Nunca antes como no capitalismo a Política se trnaformou em gestão da circulação do dinheiro e dos negócios. A política não se reduz à Economia, mesmo no capitalismo, contudo é no capitalismo que ela se mostra mais condicionada pela Economia. O Estado possui outras funções além das económicas, mas os Governos revelam-se gestores do capital e dominados por ele, pelo grande capital económico-financeiro. Hoje isto é mais evidente do que nunca (ou é nas crises que tal se demonstra).

Reflexões sobre a Política

II
1. A Política trata das formas de Governo. Se a sociedade está organizada verticalmente, o vértice da pirâmide é ocupado pelo Governo. As Repúblicas e as Democracias caracterizam-se por um Governo Central que convive, melhor ou pior, com outros poderes. A doutrina de T. Hobbes não continha tal possibilidade, ao contrário da teoria política de J. Locke.
2. Distingue-se Governo, de Regime Político. O primeiro termo aplica-se normalmente a um Executivo, na divisão dos poderes, cuja existência não depende do regime político. Este pode assumir formas diversas: parlamentar, presidencialista, ditadorial, etc.
3. Os regimes políticos não existem independentemente do tipo de sociedade: aristocrática, monárquica, republicana.
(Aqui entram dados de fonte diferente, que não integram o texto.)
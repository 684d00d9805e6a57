//! kspec extension registry.
//!
//! Maps `(capability, resource type)` to factories. The registry is built once by an
//! explicit bootstrap routine, then shared read-only (typically behind an `Arc`).
//! Capabilities are trait objects (`dyn Collector`, `dyn Operation`, ...); each
//! resolution invokes the descriptor's supplier and hands back a fresh `Box<T>`.

#![forbid(unsafe_code)]

use std::any::{Any, TypeId};
use std::collections::BTreeMap;
use std::fmt;
use std::sync::Arc;

use kspec_core::ResourceType;
use rustc_hash::FxHashMap;
use serde::Serialize;
use thiserror::Error;
use tracing::debug;

pub mod qualifier;

pub use qualifier::Qualifier;

#[derive(Debug, Clone, Error, PartialEq, Eq)]
pub enum RegistryError {
    #[error("no {capability} extension found for {resource_type}")]
    NoExtensionFound { capability: String, resource_type: String },
    #[error("ambiguous {capability} extension for {resource_type}: {candidates:?}")]
    AmbiguousExtension { capability: String, resource_type: String, candidates: Vec<String> },
    #[error("duplicate {capability} extension '{name}' for {resource_type}")]
    DuplicateExtension { capability: String, name: String, resource_type: String },
}

/// One registered factory. Immutable once registered.
pub struct ExtensionDescriptor<T: ?Sized> {
    name: String,
    resource_type: Option<ResourceType>,
    metadata: BTreeMap<String, String>,
    supplier: Arc<dyn Fn() -> Box<T> + Send + Sync>,
}

impl<T: ?Sized> ExtensionDescriptor<T> {
    pub fn new<F>(name: impl Into<String>, supplier: F) -> Self
    where
        F: Fn() -> Box<T> + Send + Sync + 'static,
    {
        Self { name: name.into(), resource_type: None, metadata: BTreeMap::new(), supplier: Arc::new(supplier) }
    }

    /// Bind to one resource type. Unbound descriptors act as wildcards.
    pub fn for_type(mut self, rt: ResourceType) -> Self {
        self.resource_type = Some(rt);
        self
    }

    pub fn with_metadata(mut self, key: impl Into<String>, value: impl Into<String>) -> Self {
        self.metadata.insert(key.into(), value.into());
        self
    }

    pub fn name(&self) -> &str { &self.name }
    pub fn resource_type(&self) -> Option<&ResourceType> { self.resource_type.as_ref() }
    pub fn metadata(&self, key: &str) -> Option<&str> { self.metadata.get(key).map(String::as_str) }
    pub fn is_wildcard(&self) -> bool { self.resource_type.is_none() }

    pub fn supports(&self, rt: &ResourceType) -> bool {
        self.resource_type.as_ref().map(|own| own == rt).unwrap_or(true)
    }

    pub fn instantiate(&self) -> Box<T> { (self.supplier)() }

    fn same_identity(&self, other: &Self) -> bool {
        self.name == other.name && self.resource_type == other.resource_type && self.metadata == other.metadata
    }
}

impl<T: ?Sized> fmt::Debug for ExtensionDescriptor<T> {
    fn fmt(&self, f: &mut fmt::Formatter<'_>) -> fmt::Result {
        f.debug_struct("ExtensionDescriptor")
            .field("name", &self.name)
            .field("resource_type", &self.resource_type)
            .field("metadata", &self.metadata)
            .finish()
    }
}

/// Flat view of one registration, for listings.
#[derive(Debug, Clone, PartialEq, Eq, Serialize)]
pub struct RegistrationInfo {
    pub capability: String,
    pub name: String,
    pub resource_type: Option<ResourceType>,
    pub metadata: BTreeMap<String, String>,
}

#[derive(Default)]
pub struct ExtensionRegistry {
    // TypeId of the capability -> Vec<Arc<ExtensionDescriptor<T>>>
    slots: FxHashMap<TypeId, Box<dyn Any + Send + Sync>>,
    listing: Vec<RegistrationInfo>,
}

impl ExtensionRegistry {
    pub fn new() -> Self { Self::default() }

    pub fn register<T: ?Sized + 'static>(&mut self, descriptor: ExtensionDescriptor<T>) -> Result<(), RegistryError> {
        let capability = capability_name::<T>();
        let slot = self
            .slots
            .entry(TypeId::of::<T>())
            .or_insert_with(|| Box::new(Vec::<Arc<ExtensionDescriptor<T>>>::new()));
        let Some(list) = slot.downcast_mut::<Vec<Arc<ExtensionDescriptor<T>>>>() else {
            unreachable!("slot type is keyed by TypeId")
        };
        if list.iter().any(|d| d.same_identity(&descriptor)) {
            return Err(RegistryError::DuplicateExtension {
                capability,
                name: descriptor.name.clone(),
                resource_type: render_type(descriptor.resource_type.as_ref()),
            });
        }
        debug!(capability = %capability, name = %descriptor.name, resource_type = %render_type(descriptor.resource_type.as_ref()), "registry: registered");
        self.listing.push(RegistrationInfo {
            capability,
            name: descriptor.name.clone(),
            resource_type: descriptor.resource_type.clone(),
            metadata: descriptor.metadata.clone(),
        });
        list.push(Arc::new(descriptor));
        Ok(())
    }

    /// All descriptors for a capability, in registration order.
    pub fn descriptors<T: ?Sized + 'static>(&self) -> &[Arc<ExtensionDescriptor<T>>] {
        self.slots
            .get(&TypeId::of::<T>())
            .and_then(|s| s.downcast_ref::<Vec<Arc<ExtensionDescriptor<T>>>>())
            .map(Vec::as_slice)
            .unwrap_or(&[])
    }

    pub fn find<T: ?Sized + 'static>(&self, qualifier: &Qualifier) -> Vec<Arc<ExtensionDescriptor<T>>> {
        qualifier.filter(self.descriptors::<T>())
    }

    /// Exactly one extension for `rt`. A descriptor bound to `rt` wins over wildcards.
    pub fn get_extension<T: ?Sized + 'static>(&self, rt: &ResourceType) -> Result<Box<T>, RegistryError> {
        self.get_extension_with(rt, &Qualifier::everything())
    }

    /// Exactly one extension for `rt` among those kept by `qualifier`.
    pub fn get_extension_with<T: ?Sized + 'static>(
        &self,
        rt: &ResourceType,
        qualifier: &Qualifier,
    ) -> Result<Box<T>, RegistryError> {
        metrics::counter!("registry_lookups_total", 1u64, "capability" => capability_name::<T>());
        let candidates = Qualifier::by_type(rt).and(qualifier.clone()).filter(self.descriptors::<T>());
        let picked = match candidates.len() {
            0 | 1 => candidates,
            _ => {
                let exact: Vec<_> = candidates.iter().filter(|d| !d.is_wildcard()).cloned().collect();
                if exact.is_empty() { candidates } else { exact }
            }
        };
        match picked.as_slice() {
            [one] => Ok(one.instantiate()),
            [] => Err(RegistryError::NoExtensionFound {
                capability: capability_name::<T>(),
                resource_type: rt.to_string(),
            }),
            many => Err(RegistryError::AmbiguousExtension {
                capability: capability_name::<T>(),
                resource_type: rt.to_string(),
                candidates: many.iter().map(|d| d.name.clone()).collect(),
            }),
        }
    }

    /// Every extension kept by `qualifier`, freshly instantiated, in resolution order.
    pub fn get_all_extensions<T: ?Sized + 'static>(&self, qualifier: &Qualifier) -> Vec<Box<T>> {
        self.find::<T>(qualifier).iter().map(|d| d.instantiate()).collect()
    }

    pub fn registrations(&self) -> &[RegistrationInfo] { &self.listing }

    /// Resource types with at least one bound extension of capability `T`.
    pub fn resource_types<T: ?Sized + 'static>(&self) -> Vec<ResourceType> {
        let mut out: Vec<ResourceType> = self.descriptors::<T>().iter().filter_map(|d| d.resource_type.clone()).collect();
        out.sort();
        out.dedup();
        out
    }
}

impl fmt::Debug for ExtensionRegistry {
    fn fmt(&self, f: &mut fmt::Formatter<'_>) -> fmt::Result {
        f.debug_struct("ExtensionRegistry").field("registrations", &self.listing.len()).finish()
    }
}

/// `dyn kspec_reconcile::Collector` -> `Collector`.
pub fn capability_name<T: ?Sized>() -> String {
    let full = std::any::type_name::<T>();
    let base = full.split('<').next().unwrap_or(full);
    base.rsplit("::").next().unwrap_or(base).trim_start_matches("dyn ").to_string()
}

fn render_type(rt: Option<&ResourceType>) -> String {
    rt.map(|r| r.to_string()).unwrap_or_else(|| "*".to_string())
}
Assim, os regimes políticos são monárquicos, aristocráticos, republicanos, democráticos (as repúblicas podem ser ditaduras, ainda que os termos se contradigam, ou democráticas; podem ser ditas «populares» quando se diferenciam das repúblicas que se baseiam no princípio da representação do poder). 
4. Seja qual for o Governo e o Regime, a questão básica é esta :«Quem detêm efectivamente o Poder?». O Poder é delegado em representantes apenas, ou proporciona-se uma participação real e actuante do povo, a entidade que detém a soberania na srepúblicas? A palavra «efectividade» é decisiva, portanto. Efectivo é sinónimo de real.
5. Logo, a questão da «realidade» prende-se com a objectividade. Possuir ou alcançar um conhecimento objectivo da Política é descortinar a realidade. A quem pertence o Poder? Como é distribuído? Como e para quê é exercido?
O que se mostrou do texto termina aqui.